Liebe Kolleginnen, liebe Kollegen!

Die WHI-Studie (Women’s Health Initiative) untersuchte die Wirkung der Hormonersatztherapie (HRT, hormone replacement therapy) bei postmenopausalen Frauen. Zahllose Publikationen sind aus den Daten hervorgegangen, oft hat die Gyn- Depesche darüber berichtet.
Eine der Autoren der ersten WHI-Ergebnisse und zugleich Studiensteuerungskomitee-Mitglied, Prof. JoAnn E. Manson, Boston, distanzierte sich nun von den seinerzeit publizierten Ergebnissen – oder vielmehr distanzierte sie sich von der „unangemessenen“ Interpretation der Daten. Daran war sie selbst aber wohl nicht ganz unschuldig. Hintergrund: Nach den WHI-Ergebnissen nahmen Hormon-Verschreibungen zur Linderung postmenopausaler Beschwerden drastisch ab, da Ärzte und Frauen die kardiovaskulären Nebenwirkungen fürchteten. Manson schrieb 2003 im New England Journal of Medicine: „Die Estrogen-Gestagen-Kombination könnte das KHK-Risiko bei gesunden postmenopausalen Frauen erhöhen.“
Im März 2016 beklagte sie nun in selbigem Journal, dass die Ergebnisse von damals von vielen missinterpretiert und fälschlicherweise auf generell alle postmenopausalen Frauen übertragen wurden – insbesondere auch auf jüngere und gesunde zwischen 40 und 50 Jahren. Die WHI-Frauen waren im Durchschnitt 63 Jahre alt und wiesen teilweise erhebliche Komorbiditäten auf: 36% Hypertonus, 13% Hypercholesterinämie, 4,4% Diabetiker, 2,4% mit früherem Myokardinfarkt und 4,4% mit Z. n. KHK, Apoplex oder TIA. Das fand in der Ursprungs-Publikation aber kaum eine Würdigung.

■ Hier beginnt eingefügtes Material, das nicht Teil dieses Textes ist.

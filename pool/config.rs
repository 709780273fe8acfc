//! Startup configuration: pool capacity, the coordinator's default wait, and
//! the placeholder work delay. Every field has a default, so an empty file (or
//! no file) is a valid configuration.

use crate::error::ConfigError;
use log::warn;
use serde::{Deserialize, Serialize};
use std::fs;
use std::path::Path;
use std::time::Duration;

#[derive(Debug, Clone, PartialEq, Eq, Serialize, Deserialize, Default)]
#[serde(default, deny_unknown_fields)]
pub struct BrigadeConfig {
    pub pool: PoolConfig,
    pub coordinator: CoordinatorConfig,
    pub work: WorkConfig,
}

/// Capacity of the shared pool.
///
/// `max_size` mirrors the core/max split of classic executors. With an
/// unbounded queue the pool never grows past `core_size`, so a larger
/// `max_size` is accepted but has no effect.
#[derive(Debug, Clone, PartialEq, Eq, Serialize, Deserialize)]
#[serde(default, deny_unknown_fields)]
pub struct PoolConfig {
    pub core_size: usize,
    pub max_size: usize,
    pub thread_name_prefix: String,
}

#[derive(Debug, Clone, PartialEq, Eq, Serialize, Deserialize, Default)]
#[serde(default, deny_unknown_fields)]
pub struct CoordinatorConfig {
    /// Default wait for `process`, in milliseconds. Zero waits forever.
    pub wait_timeout_ms: u64,
}

#[derive(Debug, Clone, PartialEq, Eq, Serialize, Deserialize)]
#[serde(default, deny_unknown_fields)]
pub struct WorkConfig {
    pub delay_ms: u64,
}

impl PoolConfig {
    pub const DEFAULT_CAPACITY: usize = 10;
    pub const DEFAULT_THREAD_PREFIX: &'static str = "brigade-cook-";

    /// A pool of exactly `size` workers.
    pub fn fixed(size: usize) -> Self {
        Self {
            core_size: size,
            max_size: size,
            ..Self::default()
        }
    }

    /// One worker per logical CPU.
    pub fn per_cpu() -> Self {
        Self::fixed(num_cpus::get().max(1))
    }

    pub fn capacity(&self) -> usize {
        self.core_size
    }

    pub fn validate(&self) -> Result<(), ConfigError> {
        if self.core_size == 0 {
            return Err(ConfigError::ZeroCapacity);
        }
        if self.max_size < self.core_size {
            return Err(ConfigError::MaxBelowCore {
                core: self.core_size,
                max: self.max_size,
            });
        }
        if self.max_size > self.core_size {
            warn!(
                "Pool max_size ({}) exceeds core_size ({}); the queue is unbounded, so the pool stays at {} workers.",
                self.max_size, self.core_size, self.core_size
            );
        }
        Ok(())
    }
}

impl Default for PoolConfig {
    fn default() -> Self {
        Self {
            core_size: Self::DEFAULT_CAPACITY,
            max_size: Self::DEFAULT_CAPACITY,
            thread_name_prefix: Self::DEFAULT_THREAD_PREFIX.to_string(),
        }
    }
}

impl CoordinatorConfig {
    pub fn wait_timeout(&self) -> Option<Duration> {
        (self.wait_timeout_ms > 0).then(|| Duration::from_millis(self.wait_timeout_ms))
    }
}

impl WorkConfig {
    pub fn delay(&self) -> Duration {
        Duration::from_millis(self.delay_ms)
    }
}

impl Default for WorkConfig {
    fn default() -> Self {
        Self { delay_ms: 1000 }
    }
}

impl BrigadeConfig {
    pub fn load(path: impl AsRef<Path>) -> Result<Self, ConfigError> {
        let path = path.as_ref();
        let text = fs::read_to_string(path).map_err(|source| ConfigError::Io {
            path: path.to_path_buf(),
            source,
        })?;
        Self::from_toml_str(&text)
    }

    /// Parses and validates a TOML document.
    pub fn from_toml_str(text: &str) -> Result<Self, ConfigError> {
        let config: Self = toml::from_str(text)?;
        config.validate()?;
        Ok(config)
    }

    pub fn to_toml_string(&self) -> Result<String, ConfigError> {
        Ok(toml::to_string_pretty(self)?)
    }

    pub fn validate(&self) -> Result<(), ConfigError> {
        self.pool.validate()
    }
}

#[cfg(test)]
mod tests {
    use super::*;
    use std::io::Write;
    use tempfile::NamedTempFile;

    #[test]
    fn defaults_match_the_reference_kitchen() {
        let config = BrigadeConfig::default();
        assert_eq!(config.pool.capacity(), 10);
        assert_eq!(config.pool.max_size, 10);
        assert_eq!(config.work.delay(), Duration::from_millis(1000));
        assert_eq!(config.coordinator.wait_timeout(), None);
    }

    #[test]
    fn empty_document_is_the_default() {
        assert_eq!(BrigadeConfig::from_toml_str("").unwrap(), BrigadeConfig::default());
    }

    #[test]
    fn partial_document_keeps_other_defaults() {
        let config = BrigadeConfig::from_toml_str(
            "[pool]\ncore_size = 5\nmax_size = 5\n\n[coordinator]\nwait_timeout_ms = 250\n",
        )
        .unwrap();
        assert_eq!(config.pool.capacity(), 5);
        assert_eq!(config.pool.thread_name_prefix, "brigade-cook-");
        assert_eq!(
            config.coordinator.wait_timeout(),
            Some(Duration::from_millis(250))
        );
        assert_eq!(config.work.delay_ms, 1000);
    }

    #[test]
    fn zero_capacity_is_rejected() {
        let err = BrigadeConfig::from_toml_str("[pool]\ncore_size = 0\nmax_size = 0\n").unwrap_err();
        assert!(matches!(err, ConfigError::ZeroCapacity));
    }

    #[test]
    fn max_below_core_is_rejected() {
        let err = BrigadeConfig::from_toml_str("[pool]\ncore_size = 8\nmax_size = 4\n").unwrap_err();
        assert!(matches!(err, ConfigError::MaxBelowCore { core: 8, max: 4 }));
    }

    #[test]
    fn max_above_core_is_accepted_without_growing() {
        let config =
            BrigadeConfig::from_toml_str("[pool]\ncore_size = 2\nmax_size = 6\n").unwrap();
        assert_eq!(config.pool.capacity(), 2);
    }

    #[test]
    fn unknown_fields_are_rejected() {
        let err = BrigadeConfig::from_toml_str("[pool]\nqueue_capacity = 3\n").unwrap_err();
        assert!(matches!(err, ConfigError::Parse(_)));
    }

    #[test]
    fn loads_from_file_and_survives_a_round_trip() {
        let mut file = NamedTempFile::new().unwrap();
        writeln!(file, "[pool]\ncore_size = 3\nmax_size = 3\nthread_name_prefix = \"cook-\"").unwrap();
        writeln!(file, "[work]\ndelay_ms = 15").unwrap();

        let config = BrigadeConfig::load(file.path()).unwrap();
        assert_eq!(config.pool, PoolConfig {
            core_size: 3,
            max_size: 3,
            thread_name_prefix: "cook-".to_string(),
        });
        assert_eq!(config.work.delay(), Duration::from_millis(15));

        let text = config.to_toml_string().unwrap();
        assert_eq!(BrigadeConfig::from_toml_str(&text).unwrap(), config);
    }

    #[test]
    fn missing_file_reports_its_path() {
        let dir = tempfile::tempdir().unwrap();
        let path = dir.path().join("absent.toml");
        match BrigadeConfig::load(&path) {
            Err(ConfigError::Io { path: reported, .. }) => assert_eq!(reported, path),
            other => panic!("expected an I/O error, got {other:?}"),
        }
    }

    #[test]
    fn per_cpu_pool_is_never_empty() {
        let config = PoolConfig::per_cpu();
        assert!(config.capacity() >= 1);
        assert!(config.validate().is_ok());
    }
}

Weshalb Manson, angesehene Forscherin in Harvard, gerade jetzt, 13 Jahre später, die „Fehlinterpretation“ ihrer Daten durch Dritte distanziert moniert, ist mysteriös. Vielmehr hätte sie schon 2003 für Aufklärung sorgen können – aber je übertragbarer die Ergebnisse auf die Allgemeinheit, desto öffentlichkeitswirksamer sind diese wohl.